Contemplating What’s to Come

By Ann Darwicki

I see my young daughter in her dress, and I am filled with joy. She happily changes into several new dresses in front of my eyes and smiles. She turns and skips off to play, as a six-year-old often will do. I am thoroughly cherishing this tender age, as I know how quickly time will pass. She is our youngest child, and with her I want to savor every moment of the fleeting time of her childhood. A moment later I am awake to realize it was only a dream.

My daughter is, in fact, now 18, a recent high school graduate, and a soon to be college student. I am surprised by my sudden sense of loss as I begin to cry.

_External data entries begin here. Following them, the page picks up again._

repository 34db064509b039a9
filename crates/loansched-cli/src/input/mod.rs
pub mod file;
pub mod stdin;
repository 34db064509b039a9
//! Minimal single-sheet XLSX writer.
//!
//! Emits the five parts a spreadsheet application needs to open the
//! workbook: content types, package relationships, workbook, workbook
//! relationships, and the sheet itself. Header cells are inline strings;
//! data cells are plain numeric cells, so every figure stays a number when
//! opened. No shared strings, no styles.

use std::fs::File;
use std::io::{Cursor, Seek, Write};
use std::path::Path;

use quick_xml::events::{BytesDecl, BytesEnd, BytesStart, BytesText, Event};
use quick_xml::Writer;
use zip::write::FileOptions;
use zip::{CompressionMethod, ZipWriter};

use crate::error::LoanSchedError;
use crate::schedule::ScheduleRow;
use crate::LoanSchedResult;

use super::{ensure_not_empty, HEADER};

/// Name of the single worksheet.
pub const SHEET_NAME: &str = "Schedule";

const CONTENT_TYPES: &str = r#"<?xml version="1.0" encoding="UTF-8" standalone="yes"?>
<Types xmlns="http://schemas.openxmlformats.org/package/2006/content-types"><Default Extension="rels" ContentType="application/vnd.openxmlformats-package.relationships+xml"/><Default Extension="xml" ContentType="application/xml"/><Override PartName="/xl/workbook.xml" ContentType="application/vnd.openxmlformats-officedocument.spreadsheetml.sheet.main+xml"/><Override PartName="/xl/worksheets/sheet1.xml" ContentType="application/vnd.openxmlformats-officedocument.spreadsheetml.worksheet+xml"/></Types>"#;

const ROOT_RELS: &str = r#"<?xml version="1.0" encoding="UTF-8" standalone="yes"?>
<Relationships xmlns="http://schemas.openxmlformats.org/package/2006/relationships"><Relationship Id="rId1" Type="http://schemas.openxmlformats.org/officeDocument/2006/relationships/officeDocument" Target="xl/workbook.xml"/></Relationships>"#;

const WORKBOOK_RELS: &str = r#"<?xml version="1.0" encoding="UTF-8" standalone="yes"?>
<Relationships xmlns="http://schemas.openxmlformats.org/package/2006/relationships"><Relationship Id="rId1" Type="http://schemas.openxmlformats.org/officeDocument/2006/relationships/worksheet" Target="worksheets/sheet1.xml"/></Relationships>"#;

/// Render the schedule as XLSX workbook bytes.
pub fn xlsx_bytes(schedule: &[ScheduleRow]) -> LoanSchedResult<Vec<u8>> {
    ensure_not_empty(schedule)?;

    let cursor = write_workbook(schedule, Cursor::new(Vec::new()))?;
    Ok(cursor.into_inner())
}

/// Write the schedule as an XLSX workbook to a file path.
pub fn write_xlsx_file(schedule: &[ScheduleRow], path: &Path) -> LoanSchedResult<()> {
    ensure_not_empty(schedule)?;

    let file = File::create(path).map_err(|e| LoanSchedError::io(path, e))?;
    write_workbook(schedule, file)?;
    Ok(())
}

fn write_workbook<W: Write + Seek>(schedule: &[ScheduleRow], writer: W) -> LoanSchedResult<W> {
    let mut zip = ZipWriter::new(writer);
    let options = FileOptions::default().compression_method(CompressionMethod::Deflated);

    put_part(&mut zip, "[Content_Types].xml", CONTENT_TYPES, options)?;
    put_part(&mut zip, "_rels/.rels", ROOT_RELS, options)?;
    put_part(&mut zip, "xl/workbook.xml", &workbook_xml(), options)?;
    put_part(&mut zip, "xl/_rels/workbook.xml.rels", WORKBOOK_RELS, options)?;
    put_part(&mut zip, "xl/worksheets/sheet1.xml", &sheet_xml(schedule)?, options)?;

    Ok(zip.finish()?)
}

fn put_part<W: Write + Seek>(
    zip: &mut ZipWriter<W>,
    name: &str,
    contents: &str,
    options: FileOptions,
) -> LoanSchedResult<()> {
    zip.start_file(name, options)?;
    zip.write_all(contents.as_bytes())
        .map_err(|e| LoanSchedError::Spreadsheet(e.to_string()))?;
    Ok(())
}

fn workbook_xml() -> String {
    format!(
        r#"<?xml version="1.0" encoding="UTF-8" standalone="yes"?>
<workbook xmlns="http://schemas.openxmlformats.org/spreadsheetml/2006/main" xmlns:r="http://schemas.openxmlformats.org/officeDocument/2006/relationships"><sheets><sheet name="{SHEET_NAME}" sheetId="1" r:id="rId1"/></sheets></workbook>"#
    )
}

fn xml_error(e: impl std::fmt::Display) -> LoanSchedError {
    LoanSchedError::Spreadsheet(e.to_string())
}

fn sheet_xml(schedule: &[ScheduleRow]) -> LoanSchedResult<String> {
    let mut writer = Writer::new(Vec::new());

    writer
        .write_event(Event::Decl(BytesDecl::new("1.0", Some("UTF-8"), Some("yes"))))
        .map_err(xml_error)?;

    let mut worksheet = BytesStart::new("worksheet");
    worksheet.push_attribute((
        "xmlns",
        "http://schemas.openxmlformats.org/spreadsheetml/2006/main",
    ));
    writer.write_event(Event::Start(worksheet)).map_err(xml_error)?;
    writer
        .write_event(Event::Start(BytesStart::new("sheetData")))
        .map_err(xml_error)?;

    // Header row: inline strings
    start_row(&mut writer, 1)?;
    for (col, title) in HEADER.iter().enumerate() {
        inline_string_cell(&mut writer, col, 1, title)?;
    }
    end_row(&mut writer)?;

    // Data rows: plain numeric cells
    for row in schedule {
        let row_ref = row.period + 1;
        start_row(&mut writer, row_ref)?;
        number_cell(&mut writer, 0, row_ref, &row.period.to_string())?;
        number_cell(&mut writer, 1, row_ref, &row.payment.to_string())?;
        number_cell(&mut writer, 2, row_ref, &row.principal_portion.to_string())?;
        number_cell(&mut writer, 3, row_ref, &row.interest_portion.to_string())?;
        number_cell(&mut writer, 4, row_ref, &row.remaining_balance.to_string())?;
        end_row(&mut writer)?;
    }

    writer
        .write_event(Event::End(BytesEnd::new("sheetData")))
        .map_err(xml_error)?;
    writer
        .write_event(Event::End(BytesEnd::new("worksheet")))
        .map_err(xml_error)?;

    String::from_utf8(writer.into_inner())
        .map_err(|e| LoanSchedError::Spreadsheet(e.to_string()))
}

fn start_row(writer: &mut Writer<Vec<u8>>, row_ref: u32) -> LoanSchedResult<()> {
    let mut row = BytesStart::new("row");
    row.push_attribute(("r", row_ref.to_string().as_str()));
    writer.write_event(Event::Start(row)).map_err(xml_error)?;
    Ok(())
}

fn end_row(writer: &mut Writer<Vec<u8>>) -> LoanSchedResult<()> {
    writer
        .write_event(Event::End(BytesEnd::new("row")))
        .map_err(xml_error)?;
    Ok(())
}

fn inline_string_cell(
    writer: &mut Writer<Vec<u8>>,
    col: usize,
    row_ref: u32,
    text: &str,
) -> LoanSchedResult<()> {
    let mut cell = BytesStart::new("c");
    cell.push_attribute(("r", cell_ref(col, row_ref).as_str()));
    cell.push_attribute(("t", "inlineStr"));
    writer.write_event(Event::Start(cell)).map_err(xml_error)?;
    writer
        .write_event(Event::Start(BytesStart::new("is")))
        .map_err(xml_error)?;
    writer
        .write_event(Event::Start(BytesStart::new("t")))
        .map_err(xml_error)?;
    writer
        .write_event(Event::Text(BytesText::new(text)))
        .map_err(xml_error)?;
    writer
        .write_event(Event::End(BytesEnd::new("t")))
        .map_err(xml_error)?;
    writer
        .write_event(Event::End(BytesEnd::new("is")))
        .map_err(xml_error)?;
    writer
        .write_event(Event::End(BytesEnd::new("c")))
        .map_err(xml_error)?;
    Ok(())
}

fn number_cell(
    writer: &mut Writer<Vec<u8>>,
    col: usize,
    row_ref: u32,
    value: &str,
) -> LoanSchedResult<()> {
    let mut cell = BytesStart::new("c");
    cell.push_attribute(("r", cell_ref(col, row_ref).as_str()));
    writer.write_event(Event::Start(cell)).map_err(xml_error)?;
    writer
        .write_event(Event::Start(BytesStart::new("v")))
        .map_err(xml_error)?;
    writer
        .write_event(Event::Text(BytesText::new(value)))
        .map_err(xml_error)?;
    writer
        .write_event(Event::End(BytesEnd::new("v")))
        .map_err(xml_error)?;
    writer
        .write_event(Event::End(BytesEnd::new("c")))
        .map_err(xml_error)?;
    Ok(())
}

/// A1-style reference; the schedule only ever spans columns A..E.
fn cell_ref(col: usize, row_ref: u32) -> String {
    format!("{}{}", (b'A' + col as u8) as char, row_ref)
}

// ---------------------------------------------------------------------------
// Tests
// ---------------------------------------------------------------------------
// Copyright (c) 2025 - Cowboy AI, Inc.
//! Hourly Time Slot Value Object

use serde::{Deserialize, Deserializer, Serialize, Serializer};
use std::fmt;
use std::str::FromStr;
use thiserror::Error;

/// Time slot parse error
#[derive(Debug, Error, Clone, PartialEq, Eq)]
pub enum TimeSlotError {
    #[error("Time slot is empty")]
    Empty,

    #[error("Hour is not a number: {0}")]
    InvalidHour(String),

    #[error("Hour out of range 0-23: {0}")]
    OutOfRange(u32),
}

/// A whole-hour start time such as `"10:00"`
///
/// Only the hour is significant. `"10:30"` parses to the same slot as
/// `"10:00"`, and slots always render as `HH:00`.
///
/// # Examples
///
/// ```rust
/// use lab_reservations::domain::TimeSlot;
///
/// let slot: TimeSlot = "09:00".parse().unwrap();
/// assert_eq!(slot.hour(), 9);
/// assert_eq!(slot.to_string(), "09:00");
/// assert!("".parse::<TimeSlot>().is_err());
/// ```
#[derive(Debug, Clone, Copy, PartialEq, Eq, PartialOrd, Ord, Hash)]
pub struct TimeSlot(u32);

impl TimeSlot {
    /// Last valid hour of the day
    pub const MAX_HOUR: u32 = 23;

    /// Create a slot for a whole hour
    pub fn new(hour: u32) -> Result<Self, TimeSlotError> {
        if hour > Self::MAX_HOUR {
            return Err(TimeSlotError::OutOfRange(hour));
        }
        Ok(Self(hour))
    }

    /// Parse `"HH"` or `"HH:MM"`, keeping only the hour
    pub fn parse(value: &str) -> Result<Self, TimeSlotError> {
        let value = value.trim();
        if value.is_empty() {
            return Err(TimeSlotError::Empty);
        }

        let hour_part = value.split(':').next().unwrap_or(value);
        let hour = hour_part
            .parse::<u32>()
            .map_err(|_| TimeSlotError::InvalidHour(hour_part.to_string()))?;

        Self::new(hour)
    }

    /// Hour of day (0-23)
    pub fn hour(&self) -> u32 {
        self.0
    }

    /// Every slot from `first` through `last`, inclusive
    pub fn range_inclusive(first: u32, last: u32) -> Vec<TimeSlot> {
        (first..=last.min(Self::MAX_HOUR)).map(TimeSlot).collect()
    }
}

impl fmt::Display for TimeSlot {
    fn fmt(&self, f: &mut fmt::Formatter<'_>) -> fmt::Result {
        write!(f, "{:02}:00", self.0)
    }
}

impl FromStr for TimeSlot {
    type Err = TimeSlotError;

    fn from_str(s: &str) -> Result<Self, Self::Err> {
        Self::parse(s)
    }
}

impl TryFrom<&str> for TimeSlot {
    type Error = TimeSlotError;

    fn try_from(value: &str) -> Result<Self, Self::Error> {
        Self::parse(value)
    }
}

impl Serialize for TimeSlot {
    fn serialize<S: Serializer>(&self, serializer: S) -> Result<S::Ok, S::Error> {
        serializer.collect_str(self)
    }
}

impl<'de> Deserialize<'de> for TimeSlot {
    fn deserialize<D: Deserializer<'de>>(deserializer: D) -> Result<Self, D::Error> {
        let raw = String::deserialize(deserializer)?;
        TimeSlot::parse(&raw).map_err(serde::de::Error::custom)
    }
}
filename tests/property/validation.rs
// Copyright (c) 2025 - Cowboy AI, Inc.
//! Property-Based Tests for the Reservation Validator

use chrono::{TimeZone, Utc};
use proptest::prelude::*;

use super::strategies;
use lab_reservations::domain::{Reservation, ReservationId, ReservationStatus};
use lab_reservations::validation::{validate_reservation, RuleViolation};
use lab_reservations::BookingPolicy;

fn stored(request: lab_reservations::ReservationRequest, status: ReservationStatus) -> Reservation {
    Reservation {
        status,
        ..Reservation::from_request(
            request,
            ReservationId::new(),
            Utc.with_ymd_and_hms(2030, 6, 1, 12, 0, 0).unwrap(),
        )
    }
}

proptest! {
    /// More existing reservations never clear a reported violation
    #[test]
    fn prop_more_reservations_keep_violations(
        request in strategies::request(),
        existing in strategies::reservations(),
        extra in strategies::reservations(),
    ) {
        let policy = BookingPolicy::default();
        let before = validate_reservation(&request, &existing, strategies::today(), &policy);

        let mut grown = existing.clone();
        grown.extend(extra);
        let after = validate_reservation(&request, &grown, strategies::today(), &policy);

        for violation in &before.errors {
            prop_assert!(after.contains(violation), "lost {:?}", violation);
        }
    }

    /// Breaking another field only adds messages
    #[test]
    fn prop_invalid_email_only_adds(
        request in strategies::request(),
        existing in strategies::reservations(),
    ) {
        let policy = BookingPolicy::default();
        let before = validate_reservation(&request, &existing, strategies::today(), &policy);

        let mut broken = request.clone();
        broken.student_email = "sin-arroba".to_string();
        let after = validate_reservation(&broken, &existing, strategies::today(), &policy);

        prop_assert!(after.contains(&RuleViolation::InvalidEmail));
        for violation in &before.errors {
            // Rules keyed on the email may stop matching once it changes
            if matches!(
                violation,
                RuleViolation::DuplicateReservation | RuleViolation::DailyQuotaExceeded { .. }
            ) {
                continue;
            }
            prop_assert!(after.contains(violation), "lost {:?}", violation);
        }
    }

    /// Two active reservations on a day exhaust the quota
    #[test]
    fn prop_third_active_reservation_is_over_quota(
        request in strategies::request(),
        first in strategies::request(),
        second in strategies::request(),
        first_approved in any::<bool>(),
        second_approved in any::<bool>(),
    ) {
        let policy = BookingPolicy::default();
        let active = |approved: bool| {
            if approved { ReservationStatus::Approved } else { ReservationStatus::Pending }
        };
        let same_student_day = |mut other: lab_reservations::ReservationRequest| {
            other.student_email = request.student_email.to_uppercase();
            other.date = request.date;
            other
        };
        let existing = vec![
            stored(same_student_day(first), active(first_approved)),
            stored(same_student_day(second), active(second_approved)),
        ];

        let report = validate_reservation(&request, &existing, strategies::today(), &policy);
        let quota_violation = RuleViolation::DailyQuotaExceeded {
            max: policy.max_daily_reservations,
        };
        prop_assert!(report.contains(&quota_violation));
    }

    /// Rejected reservations count toward neither quota nor duplicates
    #[test]
    fn prop_rejected_reservations_are_inert(
        request in strategies::request(),
        copies in 1usize..5,
    ) {
        let policy = BookingPolicy::default();
        let existing: Vec<Reservation> = (0..copies)
            .map(|_| stored(request.clone(), ReservationStatus::Rejected))
            .collect();

        let report = validate_reservation(&request, &existing, strategies::today(), &policy);
        prop_assert!(!report.contains(&RuleViolation::DuplicateReservation));
        let quota_violation = RuleViolation::DailyQuotaExceeded {
            max: policy.max_daily_reservations,
        };
        prop_assert!(!report.contains(&quota_violation));
        prop_assert!(!report.contains(&RuleViolation::NoCapacity));
    }

    /// The same request twice while the first is pending is a duplicate
    #[test]
    fn prop_pending_copy_is_duplicate(request in strategies::request()) {
        let policy = BookingPolicy::default();
        let existing = vec![stored(request.clone(), ReservationStatus::Pending)];

        let report = validate_reservation(&request, &existing, strategies::today(), &policy);
        prop_assert!(report.contains(&RuleViolation::DuplicateReservation));
    }
}
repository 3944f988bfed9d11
// Copyright (c) 2025 - Cowboy AI, Inc.
//! Error types for reservation infrastructure operations

use thiserror::Error;

use crate::domain::{ReservationId, ReservationStatus};

/// Errors that can occur in store, transport, and configuration operations
#[derive(Debug, Error)]
pub enum ReservationError {
    /// Storage backend error
    #[error("Store error: {0}")]
    Store(String),

    /// Serialization error
    #[error("Serialization error: {0}")]
    Serialization(String),

    /// Filesystem error
    #[error("I/O error: {0}")]
    Io(#[from] std::io::Error),

    /// Configuration error
    #[error("Configuration error: {0}")]
    Configuration(String),

    /// Reservation does not exist
    #[error("Reservation not found: {0}")]
    NotFound(ReservationId),

    /// Store was written to since the snapshot the caller validated against
    #[error("Concurrency conflict: expected version {expected}, got {actual}")]
    ConcurrencyConflict { expected: u64, actual: u64 },

    /// Email transport failed to deliver
    #[error("Email transport error: {0}")]
    Transport(String),

    /// Reservation left the status a guarded patch expected
    #[error("Reservation {id} is {actual}, expected {expected}")]
    StatusChanged {
        id: ReservationId,
        expected: ReservationStatus,
        actual: ReservationStatus,
    },
}

/// Result type for reservation infrastructure operations
pub type ReservationResult<T> = Result<T, ReservationError>;

impl From<serde_json::Error> for ReservationError {
    fn from(err: serde_json::Error) -> Self {
        ReservationError::Serialization(err.to_string())
    }
}
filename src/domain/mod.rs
// Copyright (c) 2025 - Cowboy AI, Inc.
//! Reservation Domain Models
//!
//! Core domain concepts for lab-room booking.
//!
//! # Value Objects
//!
//! - [`TimeSlot`] - whole-hour start time (`HH:00`)
//! - [`ReservationId`] - opaque, time-ordered identifier
//! - [`ReservationStatus`] - `pending | approved | rejected`
//!
//! # Entities
//!
//! - [`Reservation`] - a stored booking
//! - [`ReservationRequest`] - a booking candidate before acceptance
//! - [`LabRoom`] - static room catalog entry

pub mod email;
pub mod lab_room;
pub mod reservation;
pub mod time_slot;

pub use email::is_valid_email;
pub use lab_room::{find_room, LabRoom, RoomType, LAB_ROOMS};
pub use reservation::{
    Reservation, ReservationId, ReservationPatch, ReservationRequest, ReservationStatus,
};
pub use time_slot::{TimeSlot, TimeSlotError};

I wonder why this is coming up now. I am on vacation. I am supposed to be enjoying myself. I wonder why, instead of feeling joyous, I am feeling kind of blah. I fondly recall an earlier vacation to this same location with all three of my children in tow, the fun times that we had, the great memories we made. This time only one of my adult children is with me and, while I am enjoying the one-on-one time with him, there is still a vague sense of something missing that is lingering.

The changes in my household are mirroring other simultaneous changes occurring in my life: different roles in my marriage, as well as physical and hormonal changes in my body. The truth is that not all of these changes are welcome, but they have come into my life nonetheless.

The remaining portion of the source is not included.